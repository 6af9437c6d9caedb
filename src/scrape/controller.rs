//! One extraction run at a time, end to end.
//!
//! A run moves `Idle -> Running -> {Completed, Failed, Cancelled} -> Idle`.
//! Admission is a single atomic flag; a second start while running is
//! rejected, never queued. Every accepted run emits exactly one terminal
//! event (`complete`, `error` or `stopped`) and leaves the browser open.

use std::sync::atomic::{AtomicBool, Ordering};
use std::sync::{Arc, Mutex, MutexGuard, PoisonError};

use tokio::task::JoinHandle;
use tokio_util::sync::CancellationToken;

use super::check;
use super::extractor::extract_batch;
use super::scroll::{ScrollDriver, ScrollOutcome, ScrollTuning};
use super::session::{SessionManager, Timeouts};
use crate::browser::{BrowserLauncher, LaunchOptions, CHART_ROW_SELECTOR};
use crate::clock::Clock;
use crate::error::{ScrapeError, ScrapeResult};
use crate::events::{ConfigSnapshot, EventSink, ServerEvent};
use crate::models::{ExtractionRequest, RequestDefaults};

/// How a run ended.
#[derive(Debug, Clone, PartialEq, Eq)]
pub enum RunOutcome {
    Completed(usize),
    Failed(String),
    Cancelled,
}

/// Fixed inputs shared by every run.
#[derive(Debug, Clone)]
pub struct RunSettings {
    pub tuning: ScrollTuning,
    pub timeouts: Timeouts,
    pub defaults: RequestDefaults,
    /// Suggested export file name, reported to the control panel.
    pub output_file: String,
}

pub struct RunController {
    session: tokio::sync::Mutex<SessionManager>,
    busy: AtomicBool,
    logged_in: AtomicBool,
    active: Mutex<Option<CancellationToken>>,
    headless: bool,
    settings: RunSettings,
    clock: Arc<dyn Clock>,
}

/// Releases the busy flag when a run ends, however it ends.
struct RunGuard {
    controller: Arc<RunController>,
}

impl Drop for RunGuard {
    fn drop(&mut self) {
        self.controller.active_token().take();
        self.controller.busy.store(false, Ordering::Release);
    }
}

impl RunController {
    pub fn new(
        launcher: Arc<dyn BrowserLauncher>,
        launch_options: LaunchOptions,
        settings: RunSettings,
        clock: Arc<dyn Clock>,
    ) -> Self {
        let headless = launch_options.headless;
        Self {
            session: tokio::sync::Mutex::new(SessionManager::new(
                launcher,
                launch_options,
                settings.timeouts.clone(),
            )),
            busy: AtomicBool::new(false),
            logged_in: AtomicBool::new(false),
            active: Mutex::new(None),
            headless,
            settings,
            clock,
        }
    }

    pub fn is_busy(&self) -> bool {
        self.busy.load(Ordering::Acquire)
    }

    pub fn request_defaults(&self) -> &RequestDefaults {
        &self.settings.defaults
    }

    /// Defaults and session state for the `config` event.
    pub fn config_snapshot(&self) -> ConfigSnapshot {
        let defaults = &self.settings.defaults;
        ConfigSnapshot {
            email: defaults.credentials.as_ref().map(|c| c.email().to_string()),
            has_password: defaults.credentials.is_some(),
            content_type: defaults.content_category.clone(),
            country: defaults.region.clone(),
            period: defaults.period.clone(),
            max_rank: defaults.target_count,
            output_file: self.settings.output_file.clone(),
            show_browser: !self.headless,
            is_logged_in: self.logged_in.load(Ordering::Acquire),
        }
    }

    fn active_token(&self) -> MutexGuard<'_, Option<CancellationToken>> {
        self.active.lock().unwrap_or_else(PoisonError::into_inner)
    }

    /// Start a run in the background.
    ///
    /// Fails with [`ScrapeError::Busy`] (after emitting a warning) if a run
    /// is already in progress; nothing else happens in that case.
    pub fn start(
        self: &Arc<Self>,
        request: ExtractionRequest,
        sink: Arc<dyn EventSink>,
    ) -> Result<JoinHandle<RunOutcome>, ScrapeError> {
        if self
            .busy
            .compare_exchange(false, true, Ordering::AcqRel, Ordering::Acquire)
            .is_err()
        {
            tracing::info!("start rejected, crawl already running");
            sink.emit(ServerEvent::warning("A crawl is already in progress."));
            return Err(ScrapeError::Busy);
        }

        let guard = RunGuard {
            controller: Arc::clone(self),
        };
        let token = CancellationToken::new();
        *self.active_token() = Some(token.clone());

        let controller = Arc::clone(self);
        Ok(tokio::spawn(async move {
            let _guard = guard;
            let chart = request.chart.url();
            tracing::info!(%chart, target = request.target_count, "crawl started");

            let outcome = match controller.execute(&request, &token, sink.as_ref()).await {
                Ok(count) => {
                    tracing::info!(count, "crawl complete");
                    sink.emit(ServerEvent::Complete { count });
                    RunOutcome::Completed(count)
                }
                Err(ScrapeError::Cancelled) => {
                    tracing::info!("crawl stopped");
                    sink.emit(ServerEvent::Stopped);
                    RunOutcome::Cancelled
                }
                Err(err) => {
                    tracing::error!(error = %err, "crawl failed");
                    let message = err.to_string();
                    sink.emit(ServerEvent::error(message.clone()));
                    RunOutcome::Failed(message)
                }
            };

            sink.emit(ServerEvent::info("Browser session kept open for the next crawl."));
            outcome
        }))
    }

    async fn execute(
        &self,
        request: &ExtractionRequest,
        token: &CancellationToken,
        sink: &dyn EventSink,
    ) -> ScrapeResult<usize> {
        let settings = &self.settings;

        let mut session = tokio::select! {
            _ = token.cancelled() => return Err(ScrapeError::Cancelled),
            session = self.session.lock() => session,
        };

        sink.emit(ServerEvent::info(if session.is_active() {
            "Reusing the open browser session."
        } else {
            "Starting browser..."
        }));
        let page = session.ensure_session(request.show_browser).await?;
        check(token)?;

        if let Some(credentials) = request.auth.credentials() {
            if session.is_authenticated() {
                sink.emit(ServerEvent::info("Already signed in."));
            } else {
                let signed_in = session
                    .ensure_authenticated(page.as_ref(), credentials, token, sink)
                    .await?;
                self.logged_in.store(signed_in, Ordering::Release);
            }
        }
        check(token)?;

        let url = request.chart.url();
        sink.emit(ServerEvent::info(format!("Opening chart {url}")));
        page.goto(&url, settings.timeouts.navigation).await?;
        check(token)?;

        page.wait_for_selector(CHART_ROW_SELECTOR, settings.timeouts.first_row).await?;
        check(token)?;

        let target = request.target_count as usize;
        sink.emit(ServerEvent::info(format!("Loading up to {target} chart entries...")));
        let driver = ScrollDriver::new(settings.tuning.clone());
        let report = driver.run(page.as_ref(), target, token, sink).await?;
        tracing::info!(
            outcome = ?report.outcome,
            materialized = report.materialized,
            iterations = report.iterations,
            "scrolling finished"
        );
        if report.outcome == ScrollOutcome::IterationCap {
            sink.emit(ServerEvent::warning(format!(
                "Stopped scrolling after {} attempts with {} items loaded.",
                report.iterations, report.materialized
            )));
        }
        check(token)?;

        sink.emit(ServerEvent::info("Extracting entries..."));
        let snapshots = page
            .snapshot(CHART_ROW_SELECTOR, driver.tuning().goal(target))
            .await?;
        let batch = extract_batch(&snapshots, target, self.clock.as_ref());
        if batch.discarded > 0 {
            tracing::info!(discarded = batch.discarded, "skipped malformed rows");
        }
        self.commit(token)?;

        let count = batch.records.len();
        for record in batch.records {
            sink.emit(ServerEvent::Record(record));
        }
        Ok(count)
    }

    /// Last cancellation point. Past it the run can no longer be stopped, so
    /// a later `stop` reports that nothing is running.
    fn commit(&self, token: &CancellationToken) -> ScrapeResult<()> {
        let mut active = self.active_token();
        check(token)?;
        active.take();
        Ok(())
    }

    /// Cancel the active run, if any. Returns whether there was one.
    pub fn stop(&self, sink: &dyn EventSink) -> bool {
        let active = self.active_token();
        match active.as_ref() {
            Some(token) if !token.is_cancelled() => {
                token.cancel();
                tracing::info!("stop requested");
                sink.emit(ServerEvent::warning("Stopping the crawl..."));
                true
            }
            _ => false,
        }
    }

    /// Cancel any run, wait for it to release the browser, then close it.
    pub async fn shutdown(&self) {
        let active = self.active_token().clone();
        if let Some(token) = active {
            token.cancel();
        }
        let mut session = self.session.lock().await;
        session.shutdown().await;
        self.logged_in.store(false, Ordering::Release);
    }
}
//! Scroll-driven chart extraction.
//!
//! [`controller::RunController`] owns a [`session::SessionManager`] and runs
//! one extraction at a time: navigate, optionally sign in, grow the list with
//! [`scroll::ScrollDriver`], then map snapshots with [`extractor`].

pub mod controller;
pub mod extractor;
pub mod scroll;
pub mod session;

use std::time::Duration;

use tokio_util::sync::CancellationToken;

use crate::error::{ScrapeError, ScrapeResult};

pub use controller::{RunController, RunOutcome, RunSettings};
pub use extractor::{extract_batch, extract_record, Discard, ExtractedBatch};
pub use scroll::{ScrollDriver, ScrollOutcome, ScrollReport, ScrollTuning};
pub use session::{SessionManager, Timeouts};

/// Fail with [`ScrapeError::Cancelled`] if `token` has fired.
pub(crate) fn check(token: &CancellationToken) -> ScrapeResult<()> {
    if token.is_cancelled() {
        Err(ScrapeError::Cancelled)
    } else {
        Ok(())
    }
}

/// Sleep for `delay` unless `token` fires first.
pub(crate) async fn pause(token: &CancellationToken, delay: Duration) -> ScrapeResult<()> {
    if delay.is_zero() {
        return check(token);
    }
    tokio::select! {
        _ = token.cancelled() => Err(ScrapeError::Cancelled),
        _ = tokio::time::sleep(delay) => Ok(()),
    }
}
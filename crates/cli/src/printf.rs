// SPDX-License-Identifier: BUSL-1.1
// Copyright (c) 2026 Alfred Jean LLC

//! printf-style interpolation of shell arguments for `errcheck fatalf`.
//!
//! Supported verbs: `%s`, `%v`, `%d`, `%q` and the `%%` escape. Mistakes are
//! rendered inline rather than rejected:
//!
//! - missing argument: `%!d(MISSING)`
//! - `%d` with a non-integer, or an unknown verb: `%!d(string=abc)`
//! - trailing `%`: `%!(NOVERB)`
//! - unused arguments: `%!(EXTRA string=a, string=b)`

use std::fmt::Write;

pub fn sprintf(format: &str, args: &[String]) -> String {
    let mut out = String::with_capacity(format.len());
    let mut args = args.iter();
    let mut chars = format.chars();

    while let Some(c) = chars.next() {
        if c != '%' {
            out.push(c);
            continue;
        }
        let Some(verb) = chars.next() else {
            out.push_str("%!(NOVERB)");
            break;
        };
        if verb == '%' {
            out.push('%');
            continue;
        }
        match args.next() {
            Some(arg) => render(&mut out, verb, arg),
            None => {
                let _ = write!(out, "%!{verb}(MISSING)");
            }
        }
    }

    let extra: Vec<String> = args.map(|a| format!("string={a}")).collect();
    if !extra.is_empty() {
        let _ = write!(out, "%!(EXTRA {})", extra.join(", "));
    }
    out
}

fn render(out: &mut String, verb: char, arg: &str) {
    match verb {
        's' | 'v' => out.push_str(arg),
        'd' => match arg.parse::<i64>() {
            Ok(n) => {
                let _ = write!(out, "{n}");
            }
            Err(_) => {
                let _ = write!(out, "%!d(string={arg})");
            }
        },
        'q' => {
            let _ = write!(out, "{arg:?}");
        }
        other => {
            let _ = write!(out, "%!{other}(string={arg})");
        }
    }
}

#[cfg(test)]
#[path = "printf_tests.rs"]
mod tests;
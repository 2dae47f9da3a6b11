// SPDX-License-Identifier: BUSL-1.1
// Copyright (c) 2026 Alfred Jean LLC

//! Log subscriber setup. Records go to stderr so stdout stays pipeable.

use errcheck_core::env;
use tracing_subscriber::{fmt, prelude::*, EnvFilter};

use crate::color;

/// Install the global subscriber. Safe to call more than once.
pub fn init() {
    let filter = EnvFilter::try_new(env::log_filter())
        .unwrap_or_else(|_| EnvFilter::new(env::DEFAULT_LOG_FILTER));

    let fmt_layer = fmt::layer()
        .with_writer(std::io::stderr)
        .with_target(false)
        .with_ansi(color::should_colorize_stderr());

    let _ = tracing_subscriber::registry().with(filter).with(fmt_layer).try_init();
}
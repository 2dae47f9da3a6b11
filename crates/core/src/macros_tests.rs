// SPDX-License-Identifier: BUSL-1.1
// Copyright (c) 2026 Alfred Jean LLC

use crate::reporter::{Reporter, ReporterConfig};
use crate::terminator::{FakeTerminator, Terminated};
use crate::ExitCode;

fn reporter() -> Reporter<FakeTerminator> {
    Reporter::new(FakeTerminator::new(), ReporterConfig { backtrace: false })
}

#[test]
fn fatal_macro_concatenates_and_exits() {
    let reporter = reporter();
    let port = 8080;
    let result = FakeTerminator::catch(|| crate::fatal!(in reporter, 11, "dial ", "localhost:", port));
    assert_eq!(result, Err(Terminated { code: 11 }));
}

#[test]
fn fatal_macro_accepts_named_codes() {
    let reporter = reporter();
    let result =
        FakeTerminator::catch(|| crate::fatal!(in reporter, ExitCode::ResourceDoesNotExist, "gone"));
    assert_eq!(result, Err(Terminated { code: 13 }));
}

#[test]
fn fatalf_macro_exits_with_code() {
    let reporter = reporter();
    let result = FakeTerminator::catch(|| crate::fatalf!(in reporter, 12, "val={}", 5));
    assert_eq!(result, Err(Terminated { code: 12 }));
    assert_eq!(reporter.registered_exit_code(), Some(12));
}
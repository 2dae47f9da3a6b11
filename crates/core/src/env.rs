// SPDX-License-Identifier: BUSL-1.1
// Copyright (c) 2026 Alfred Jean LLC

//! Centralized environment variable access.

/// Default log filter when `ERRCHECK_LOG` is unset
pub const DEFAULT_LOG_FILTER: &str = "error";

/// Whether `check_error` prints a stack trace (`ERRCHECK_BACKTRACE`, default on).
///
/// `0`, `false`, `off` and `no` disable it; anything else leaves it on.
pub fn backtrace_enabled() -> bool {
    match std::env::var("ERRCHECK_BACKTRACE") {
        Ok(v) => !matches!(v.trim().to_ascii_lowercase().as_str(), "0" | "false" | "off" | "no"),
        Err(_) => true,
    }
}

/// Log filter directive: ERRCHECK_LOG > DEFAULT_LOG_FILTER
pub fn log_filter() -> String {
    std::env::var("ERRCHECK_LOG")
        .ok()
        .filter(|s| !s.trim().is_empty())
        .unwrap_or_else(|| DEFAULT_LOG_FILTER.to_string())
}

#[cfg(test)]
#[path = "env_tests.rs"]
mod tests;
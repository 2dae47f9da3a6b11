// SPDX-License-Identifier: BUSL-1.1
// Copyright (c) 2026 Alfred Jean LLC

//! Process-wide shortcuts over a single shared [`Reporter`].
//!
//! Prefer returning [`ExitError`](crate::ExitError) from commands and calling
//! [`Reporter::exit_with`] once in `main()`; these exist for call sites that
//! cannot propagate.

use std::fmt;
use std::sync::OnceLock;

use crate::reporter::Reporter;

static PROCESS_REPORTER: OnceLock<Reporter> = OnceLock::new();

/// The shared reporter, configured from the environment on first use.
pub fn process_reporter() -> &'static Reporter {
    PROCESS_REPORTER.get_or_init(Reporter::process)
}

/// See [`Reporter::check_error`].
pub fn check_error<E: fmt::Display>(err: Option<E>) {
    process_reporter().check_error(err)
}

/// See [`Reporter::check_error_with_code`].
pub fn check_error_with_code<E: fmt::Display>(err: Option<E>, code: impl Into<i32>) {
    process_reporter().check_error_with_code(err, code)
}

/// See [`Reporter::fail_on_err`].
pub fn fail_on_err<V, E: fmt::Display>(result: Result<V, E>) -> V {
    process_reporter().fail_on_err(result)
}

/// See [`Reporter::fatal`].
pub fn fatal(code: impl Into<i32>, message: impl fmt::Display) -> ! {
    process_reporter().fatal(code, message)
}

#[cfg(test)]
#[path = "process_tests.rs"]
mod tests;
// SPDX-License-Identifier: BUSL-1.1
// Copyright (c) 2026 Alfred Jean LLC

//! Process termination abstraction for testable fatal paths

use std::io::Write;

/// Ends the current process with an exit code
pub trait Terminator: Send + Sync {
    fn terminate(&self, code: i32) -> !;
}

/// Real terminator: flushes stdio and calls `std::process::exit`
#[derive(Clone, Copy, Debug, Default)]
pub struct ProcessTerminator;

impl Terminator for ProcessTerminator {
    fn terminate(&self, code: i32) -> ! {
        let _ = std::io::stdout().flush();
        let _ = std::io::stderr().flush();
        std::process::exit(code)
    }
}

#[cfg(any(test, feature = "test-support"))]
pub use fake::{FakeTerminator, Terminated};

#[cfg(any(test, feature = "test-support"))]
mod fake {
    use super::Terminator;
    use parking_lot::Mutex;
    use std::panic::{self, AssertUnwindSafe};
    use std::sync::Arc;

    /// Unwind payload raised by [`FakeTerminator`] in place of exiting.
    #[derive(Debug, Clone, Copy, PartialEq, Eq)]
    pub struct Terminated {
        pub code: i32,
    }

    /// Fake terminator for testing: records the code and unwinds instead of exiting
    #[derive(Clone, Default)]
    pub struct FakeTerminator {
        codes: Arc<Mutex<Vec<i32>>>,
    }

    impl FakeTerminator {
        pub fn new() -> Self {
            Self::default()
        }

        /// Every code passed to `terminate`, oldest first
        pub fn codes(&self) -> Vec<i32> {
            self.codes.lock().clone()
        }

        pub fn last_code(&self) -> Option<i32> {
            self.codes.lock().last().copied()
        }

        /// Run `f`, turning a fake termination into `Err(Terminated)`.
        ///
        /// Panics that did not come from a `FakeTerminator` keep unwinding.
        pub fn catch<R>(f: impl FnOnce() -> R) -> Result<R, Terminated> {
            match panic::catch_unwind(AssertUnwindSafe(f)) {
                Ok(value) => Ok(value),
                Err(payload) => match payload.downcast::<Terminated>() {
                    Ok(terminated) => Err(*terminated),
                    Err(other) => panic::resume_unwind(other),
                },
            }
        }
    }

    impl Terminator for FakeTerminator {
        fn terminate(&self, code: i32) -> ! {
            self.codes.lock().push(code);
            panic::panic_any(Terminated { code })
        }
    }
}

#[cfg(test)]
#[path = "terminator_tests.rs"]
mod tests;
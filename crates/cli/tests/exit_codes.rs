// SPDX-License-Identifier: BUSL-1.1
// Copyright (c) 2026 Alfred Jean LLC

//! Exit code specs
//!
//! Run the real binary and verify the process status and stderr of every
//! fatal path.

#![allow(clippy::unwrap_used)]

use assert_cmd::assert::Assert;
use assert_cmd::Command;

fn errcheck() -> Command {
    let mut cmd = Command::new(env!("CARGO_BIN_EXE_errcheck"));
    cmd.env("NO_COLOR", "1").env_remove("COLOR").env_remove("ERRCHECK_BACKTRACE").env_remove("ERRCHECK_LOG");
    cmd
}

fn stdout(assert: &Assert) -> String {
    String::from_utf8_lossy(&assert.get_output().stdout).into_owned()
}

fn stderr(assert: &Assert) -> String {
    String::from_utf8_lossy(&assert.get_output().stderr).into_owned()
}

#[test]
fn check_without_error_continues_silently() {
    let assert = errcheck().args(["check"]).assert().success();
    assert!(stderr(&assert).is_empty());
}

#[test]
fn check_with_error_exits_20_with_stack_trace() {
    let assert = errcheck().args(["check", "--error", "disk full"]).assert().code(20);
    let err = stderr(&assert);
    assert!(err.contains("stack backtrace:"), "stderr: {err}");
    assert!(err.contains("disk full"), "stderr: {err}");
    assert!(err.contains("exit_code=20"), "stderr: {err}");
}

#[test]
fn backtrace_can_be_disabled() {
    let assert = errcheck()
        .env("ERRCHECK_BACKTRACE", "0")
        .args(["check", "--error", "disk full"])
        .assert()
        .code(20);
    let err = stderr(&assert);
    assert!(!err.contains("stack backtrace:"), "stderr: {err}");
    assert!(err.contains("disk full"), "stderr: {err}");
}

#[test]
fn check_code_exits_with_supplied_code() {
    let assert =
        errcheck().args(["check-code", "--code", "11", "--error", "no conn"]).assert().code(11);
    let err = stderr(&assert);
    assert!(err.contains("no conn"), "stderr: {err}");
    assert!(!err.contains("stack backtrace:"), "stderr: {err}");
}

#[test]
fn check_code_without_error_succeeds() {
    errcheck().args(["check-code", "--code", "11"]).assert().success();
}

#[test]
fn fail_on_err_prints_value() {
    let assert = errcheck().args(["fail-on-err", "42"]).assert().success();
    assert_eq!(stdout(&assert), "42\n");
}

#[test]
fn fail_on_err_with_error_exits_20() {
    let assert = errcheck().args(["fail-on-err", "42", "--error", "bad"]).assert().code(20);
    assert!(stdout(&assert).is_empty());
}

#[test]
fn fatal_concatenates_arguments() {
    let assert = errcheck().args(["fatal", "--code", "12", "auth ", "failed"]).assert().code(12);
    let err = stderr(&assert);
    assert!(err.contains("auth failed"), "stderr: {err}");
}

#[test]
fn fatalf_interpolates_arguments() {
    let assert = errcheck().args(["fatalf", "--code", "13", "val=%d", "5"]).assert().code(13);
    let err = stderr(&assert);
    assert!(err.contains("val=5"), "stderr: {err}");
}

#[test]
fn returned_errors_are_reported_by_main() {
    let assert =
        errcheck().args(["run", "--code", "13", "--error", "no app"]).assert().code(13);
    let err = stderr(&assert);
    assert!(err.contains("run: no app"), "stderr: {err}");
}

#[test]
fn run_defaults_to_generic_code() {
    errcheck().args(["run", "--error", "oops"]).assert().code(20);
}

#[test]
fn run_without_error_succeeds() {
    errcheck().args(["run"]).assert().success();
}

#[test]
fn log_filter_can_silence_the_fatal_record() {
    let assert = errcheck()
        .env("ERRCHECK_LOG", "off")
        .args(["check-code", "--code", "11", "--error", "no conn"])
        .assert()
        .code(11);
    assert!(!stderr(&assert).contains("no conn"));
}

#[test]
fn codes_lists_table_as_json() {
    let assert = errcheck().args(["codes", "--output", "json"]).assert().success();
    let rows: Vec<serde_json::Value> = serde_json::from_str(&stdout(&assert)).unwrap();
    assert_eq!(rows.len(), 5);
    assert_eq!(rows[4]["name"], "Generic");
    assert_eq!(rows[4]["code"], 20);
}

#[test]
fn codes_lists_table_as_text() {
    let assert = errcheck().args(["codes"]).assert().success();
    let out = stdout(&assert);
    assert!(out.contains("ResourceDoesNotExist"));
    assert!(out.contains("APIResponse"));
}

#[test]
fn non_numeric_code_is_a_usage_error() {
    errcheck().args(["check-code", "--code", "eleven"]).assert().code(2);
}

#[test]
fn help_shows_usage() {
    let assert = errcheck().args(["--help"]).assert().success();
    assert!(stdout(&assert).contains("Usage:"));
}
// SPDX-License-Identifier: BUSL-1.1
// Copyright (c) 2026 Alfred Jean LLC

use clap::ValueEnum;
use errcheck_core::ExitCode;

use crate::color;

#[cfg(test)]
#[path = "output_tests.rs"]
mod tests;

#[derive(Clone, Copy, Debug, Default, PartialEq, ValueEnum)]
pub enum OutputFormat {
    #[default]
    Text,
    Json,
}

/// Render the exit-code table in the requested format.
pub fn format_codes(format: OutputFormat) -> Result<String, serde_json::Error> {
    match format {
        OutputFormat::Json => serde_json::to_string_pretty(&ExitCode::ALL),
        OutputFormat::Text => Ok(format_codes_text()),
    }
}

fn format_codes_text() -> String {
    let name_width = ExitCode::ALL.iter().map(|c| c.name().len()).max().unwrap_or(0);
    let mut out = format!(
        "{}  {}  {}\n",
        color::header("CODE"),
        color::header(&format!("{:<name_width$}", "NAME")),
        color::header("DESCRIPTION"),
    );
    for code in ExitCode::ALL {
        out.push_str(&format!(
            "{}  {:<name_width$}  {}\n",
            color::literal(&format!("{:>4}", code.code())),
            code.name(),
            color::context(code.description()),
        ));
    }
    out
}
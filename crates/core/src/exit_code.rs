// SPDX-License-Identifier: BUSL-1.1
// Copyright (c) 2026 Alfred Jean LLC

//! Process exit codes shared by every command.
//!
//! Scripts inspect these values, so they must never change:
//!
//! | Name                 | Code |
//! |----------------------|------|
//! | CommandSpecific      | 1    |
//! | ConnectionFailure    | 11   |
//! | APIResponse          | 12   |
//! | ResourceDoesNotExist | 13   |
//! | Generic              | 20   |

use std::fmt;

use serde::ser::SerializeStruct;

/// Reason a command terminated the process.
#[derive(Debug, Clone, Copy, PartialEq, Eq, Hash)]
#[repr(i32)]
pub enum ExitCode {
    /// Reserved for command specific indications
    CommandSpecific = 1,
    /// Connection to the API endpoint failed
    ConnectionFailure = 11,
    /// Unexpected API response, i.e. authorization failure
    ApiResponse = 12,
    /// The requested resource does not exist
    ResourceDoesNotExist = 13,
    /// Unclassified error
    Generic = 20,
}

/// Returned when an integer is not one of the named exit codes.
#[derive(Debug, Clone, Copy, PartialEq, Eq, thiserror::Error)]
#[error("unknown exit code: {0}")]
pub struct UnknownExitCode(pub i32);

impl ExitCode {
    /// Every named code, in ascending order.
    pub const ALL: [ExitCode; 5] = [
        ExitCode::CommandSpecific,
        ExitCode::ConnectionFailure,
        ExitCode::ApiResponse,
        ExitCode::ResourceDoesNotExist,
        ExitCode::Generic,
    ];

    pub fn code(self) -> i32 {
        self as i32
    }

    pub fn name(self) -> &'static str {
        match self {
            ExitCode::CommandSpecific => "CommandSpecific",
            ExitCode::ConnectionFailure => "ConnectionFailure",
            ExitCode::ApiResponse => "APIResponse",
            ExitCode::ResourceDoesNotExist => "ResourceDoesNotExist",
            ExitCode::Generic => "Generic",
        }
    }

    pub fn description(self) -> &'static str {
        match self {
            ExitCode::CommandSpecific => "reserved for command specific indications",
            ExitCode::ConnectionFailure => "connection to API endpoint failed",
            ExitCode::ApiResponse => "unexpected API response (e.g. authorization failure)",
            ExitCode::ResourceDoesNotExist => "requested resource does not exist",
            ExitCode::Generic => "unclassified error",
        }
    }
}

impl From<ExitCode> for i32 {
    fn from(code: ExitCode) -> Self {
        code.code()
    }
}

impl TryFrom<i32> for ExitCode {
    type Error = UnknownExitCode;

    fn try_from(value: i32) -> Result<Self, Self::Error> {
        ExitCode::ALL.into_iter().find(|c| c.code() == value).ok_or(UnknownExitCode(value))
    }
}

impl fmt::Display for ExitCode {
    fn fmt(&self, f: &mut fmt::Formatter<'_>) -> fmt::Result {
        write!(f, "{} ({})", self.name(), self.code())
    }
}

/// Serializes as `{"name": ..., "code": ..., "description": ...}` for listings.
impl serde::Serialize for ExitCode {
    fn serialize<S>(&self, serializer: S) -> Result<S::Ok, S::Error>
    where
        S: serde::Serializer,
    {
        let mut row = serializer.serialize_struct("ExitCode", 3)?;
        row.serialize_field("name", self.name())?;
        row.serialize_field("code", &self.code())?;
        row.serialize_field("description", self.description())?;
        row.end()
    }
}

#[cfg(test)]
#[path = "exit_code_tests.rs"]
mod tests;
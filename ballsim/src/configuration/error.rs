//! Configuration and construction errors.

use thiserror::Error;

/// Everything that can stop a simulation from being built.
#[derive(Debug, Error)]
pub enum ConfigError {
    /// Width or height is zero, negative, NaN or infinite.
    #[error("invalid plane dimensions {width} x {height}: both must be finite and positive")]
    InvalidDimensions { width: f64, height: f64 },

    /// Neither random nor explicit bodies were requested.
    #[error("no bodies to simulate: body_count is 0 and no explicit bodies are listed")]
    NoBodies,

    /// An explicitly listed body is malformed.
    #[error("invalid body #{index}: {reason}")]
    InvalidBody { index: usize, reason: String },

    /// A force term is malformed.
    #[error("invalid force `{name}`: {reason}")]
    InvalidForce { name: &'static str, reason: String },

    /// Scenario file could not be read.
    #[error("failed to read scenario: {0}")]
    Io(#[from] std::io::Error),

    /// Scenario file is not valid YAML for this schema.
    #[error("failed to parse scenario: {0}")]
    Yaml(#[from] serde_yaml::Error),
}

→ What is needed
Return the number of lines in the material holding the string "ConnectionFailure", and no other text.

→ Written response
5